How is IHA helping advance the implementation of data standards for encounter data?

As the Encounter Data Governance Entity, IHA is driving the adoption of standards throughout the data submission chain through the following mechanisms:

  • Under the auspices of our Data Governance Committee, IHA has partnered with the Health Industry Collaborative Effort (HICE) to convene its Encounters Standardization Team. This workgroup is charged with defining and prioritizing a set of guidelines and resources that can accelerate appreciable improvements in encounter data quality.
  • Through a memorandum of understanding with the Department of Health Care Services (DHCS), we are building alignment to ensure that solutions for more standardized encounter data can be put into practice across the industry.
  • Finally, we’re garnering industry stakeholders’ buy-in and commitment to make strategic technical and operational investments that can support the use of the guidelines. We will also facilitate access to the guidelines through our Resource Hub.

Encounter data quality challenges are extensive and require multi-faceted strategies to mitigate inaccurate and incomplete data submissions. A broad commitment among stakeholders, the value proposition for investing in in technical solutions and workflow redesign, and value-based incentive design are all critical to driving meaningful improvement and alignment. We’re pursuing an incremental approach that focuses on areas where there is early agreement, where the proposed remediations are relatively easy to implement, and where adoption can lead to measurable progress.

Do IHA’s performance measurement programs use encounter data measures?

Yes. Since 2007, our Align. Measure. Perform. (AMP) programs have collected and reported encounter data quality measures. Currently, we use the following measures:

  • Encounter Rate by Service Type (ENRST), which measures the number of encounters and claims per member-year, delineated by service type
  • Encounter Format (ENFMT), which assesses for correct coding and formatting of the content included in the encounter submission; and
  • Encounter Timeliness (ENLAG), which assesses the elapsed time in days between the date a patient receives care and the date when the claim/encounter is accepted by the health plan

What is IHA’s experience in encounter data performance measurement?

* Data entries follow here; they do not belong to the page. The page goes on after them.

/*
 * @Description  : 单步训练：初始化阶段的生成器预训练、判别器更新、生成器更新。
 *                 每一步都先算出全部梯度并检查是否有限，再交给优化器，
 *                 因此出错时网络参数保持不变。
 */

use super::{Phase, TrainError, Trainer};
use crate::loss::{
    color_loss, content_loss, discriminator_loss, generator_adversarial_loss, style_loss, total_variation_loss,
};
use crate::nn::{Discriminator, FeatureExtractor, Generator, Gradients, NetworkTrace, Optimizer};
use crate::tensor::Tensor;

/// 一步训练所用的四组图像，形状均为[batch, H, W, C]
#[derive(Debug, Clone)]
pub struct StepBatch {
    pub photo: Tensor,
    pub style: Tensor,
    pub style_gray: Tensor,
    pub smooth: Tensor,
}

/// 生成器一次更新的各项损失
#[derive(Debug, Clone, Copy, PartialEq)]
pub struct GeneratorLosses {
    /// t_loss + g_adv
    pub total: f32,
    /// 加权后的对抗损失
    pub adversarial: f32,
    /// 内容、风格、颜色、全变分损失的加权和
    pub pre_model: f32,
}

#[derive(Debug, Clone, Copy, PartialEq)]
pub struct DiscriminatorLosses {
    pub total: f32,
    pub penalty: f32,
}

#[derive(Debug, Clone, Copy, PartialEq)]
pub struct StepReport {
    pub phase: Phase,
    pub discriminator_updated: bool,
    /// 仅初始化阶段有值
    pub init_loss: Option<f32>,
    /// 仅对抗阶段有值
    pub generator: Option<GeneratorLosses>,
    /// 本步或之前最近一次的判别器损失
    pub discriminator_loss: Option<f32>,
}

/// 当前所在的(epoch, 步)，用于报告非有限值的位置
#[derive(Debug, Clone, Copy)]
pub(super) struct StepContext {
    pub epoch: usize,
    pub step: usize,
}

impl StepContext {
    fn check_value(&self, what: &str, value: f32) -> Result<(), TrainError> {
        if value.is_finite() {
            Ok(())
        } else {
            Err(self.non_finite(format!("{what} = {value}")))
        }
    }

    fn check_grads(&self, what: &str, grads: &Gradients) -> Result<(), TrainError> {
        match grads.first_non_finite() {
            None => Ok(()),
            Some(name) => Err(self.non_finite(format!("{what}中参数`{name}`的梯度"))),
        }
    }

    fn non_finite(&self, what: String) -> TrainError {
        TrainError::NonFinite {
            epoch: self.epoch,
            step: self.step,
            what,
        }
    }
}

impl<G, D, F> Trainer<G, D, F>
where
    G: Generator,
    D: Discriminator,
    F: FeatureExtractor,
{
    /// 按epoch所在阶段执行一步训练
    pub fn train_step(&mut self, epoch: usize, step: usize, batch: &StepBatch) -> Result<StepReport, TrainError> {
        let ctx = StepContext { epoch, step };
        let phase = Phase::for_epoch(epoch, self.config.init_epoch);
        if phase == Phase::Init {
            let loss = self.init_step(ctx, &batch.photo)?;
            return Ok(StepReport {
                phase,
                discriminator_updated: false,
                init_loss: Some(loss),
                generator: None,
                discriminator_loss: self.state.last_d_loss,
            });
        }

        let discriminator_updated = self.state.cadence.should_update_discriminator();
        if discriminator_updated {
            let d = self.discriminator_step(ctx, batch)?;
            self.state.last_d_loss = Some(d.total);
        }
        let generator = self.generator_step(ctx, batch)?;
        self.state.cadence.advance();
        Ok(StepReport {
            phase,
            discriminator_updated,
            init_loss: None,
            generator: Some(generator),
            discriminator_loss: self.state.last_d_loss,
        })
    }

    /// 初始化阶段：loss = con_weight · content(F(photo), F(G(photo)))
    pub(super) fn init_step(&mut self, ctx: StepContext, photo: &Tensor) -> Result<f32, TrainError> {
        let g_trace = self.generator.forward_trace(photo)?;
        let real_features = self.features.extract(photo)?;
        let fake_trace = self.features.extract_trace(g_trace.output())?;
        let content = content_loss(&real_features, fake_trace.output())?.weighted(self.config.con_weight);
        ctx.check_value("初始化阶段的内容损失", content.value)?;

        let grad_fake = self.features.backward(&fake_trace, &content.grad)?;
        let mut grads = Gradients::new();
        self.generator.backward(&g_trace, &grad_fake, &mut grads)?;
        ctx.check_grads("生成器", &grads)?;

        self.init_optimizer.step(&mut self.generator, &grads)?;
        Ok(content.value)
    }

    /// 判别器更新：d_loss = d_adv_weight · adv(real, gray, fake, smooth) + GP
    pub(super) fn discriminator_step(
        &mut self,
        ctx: StepContext,
        batch: &StepBatch,
    ) -> Result<DiscriminatorLosses, TrainError> {
        let fake = self.generator.generate(&batch.photo)?;
        let d = &self.discriminator;
        let real_trace = d.forward_trace(&batch.style)?;
        let gray_trace = d.forward_trace(&batch.style_gray)?;
        let fake_trace = d.forward_trace(&fake)?;
        let smooth_trace = d.forward_trace(&batch.smooth)?;

        let adv = discriminator_loss(
            self.config.gan_type,
            &self.disc_weights,
            real_trace.output(),
            gray_trace.output(),
            fake_trace.output(),
            smooth_trace.output(),
        )?;
        let weight = self.config.d_adv_weight;
        let mut grads = Gradients::new();
        for (trace, grad) in [
            (&real_trace, &adv.grad_real),
            (&gray_trace, &adv.grad_gray),
            (&fake_trace, &adv.grad_fake),
            (&smooth_trace, &adv.grad_smooth),
        ] {
            d.backward(trace, &(grad * weight), Some(&mut grads))?;
        }

        let penalty = self.penalty.compute(d, &batch.style, &fake, &mut self.rng)?;
        grads.add_scaled(&penalty.grads, 1.0)?;

        let total = weight * adv.value + penalty.value;
        ctx.check_value("判别器损失", total)?;
        ctx.check_grads("判别器", &grads)?;

        self.d_optimizer.step(&mut self.discriminator, &grads)?;
        Ok(DiscriminatorLosses {
            total,
            penalty: penalty.value,
        })
    }

    /// 生成器更新：t_loss（内容、风格、颜色、全变分）+ g_adv_weight · adv(D(G(photo)))
    pub(super) fn generator_step(&mut self, ctx: StepContext, batch: &StepBatch) -> Result<GeneratorLosses, TrainError> {
        let cfg = &self.config;
        let g_trace = self.generator.forward_trace(&batch.photo)?;
        let fake = g_trace.output();

        // 对抗项：梯度只经过判别器传回生成图，不计算判别器的参数梯度
        let d_trace = self.discriminator.forward_trace(fake)?;
        let adv = generator_adversarial_loss(cfg.gan_type, d_trace.output()).weighted(cfg.g_adv_weight);
        let mut grad_fake = self.discriminator.backward(&d_trace, &adv.grad, None)?;

        // 感知项：内容与风格共用生成图的一次特征提取
        let real_features = self.features.extract(&batch.photo)?;
        let gray_features = self.features.extract(&batch.style_gray)?;
        let fake_trace = self.features.extract_trace(fake)?;
        let content = content_loss(&real_features, fake_trace.output())?.weighted(cfg.con_weight);
        let style = style_loss(&gray_features, fake_trace.output())?.weighted(cfg.sty_weight);
        grad_fake += &self.features.backward(&fake_trace, &(&content.grad + &style.grad))?;

        let color = color_loss(&batch.photo, fake)?.weighted(cfg.color_weight);
        let tv = total_variation_loss(fake)?.weighted(cfg.tv_weight);
        grad_fake += &color.grad;
        grad_fake += &tv.grad;

        let pre_model = content.value + style.value + color.value + tv.value;
        let total = pre_model + adv.value;
        ctx.check_value("生成器损失", total)?;

        let mut grads = Gradients::new();
        self.generator.backward(&g_trace, &grad_fake, &mut grads)?;
        ctx.check_grads("生成器", &grads)?;

        self.g_optimizer.step(&mut self.generator, &grads)?;
        Ok(GeneratorLosses {
            total,
            adversarial: adv.value,
            pre_model,
        })
    }
}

Since 2007, IHA has helped the providers and health plans understand encounter data performance through our Align. Measure. Perform. (AMP) programs. Here are a few significant milestones in IHA’s trajectory:

  • 2007: Collected and reported encounter data volume by service types (ENRST) across all programs (commercial HMO, commercial ACO, Medicare Advantage, Medi-Cal Managed Care).
  • 2015: With funding from the California Health Care Foundation, published an issue brief on encounter data issues within California’s capitated, delegated market.
  • 2016: Convened a multi-stakeholder work group to create a single industry interpretation of the most challenging and non-standard data elements in the 837 encounter forms.
  • 2018: Conducted an encounter data research study to understand market challenges across encounter data exchange in California.
  • 2019: With funding from Aetna, developed additional encounter data quality metrics including encounter data timeliness and completeness measures.
  • 2020-2022: Collected and reported encounter data quality suite of measures (volume, timeliness, completeness) for informational purposes.
  • 2023: For our Measurement Year 2022, we are collecting encounter data quality measures for reporting as “First-Year Measures.” This means we plan to use the results to establish a baseline with the intent of adopting these measures for programmatic purposes in future measurement years.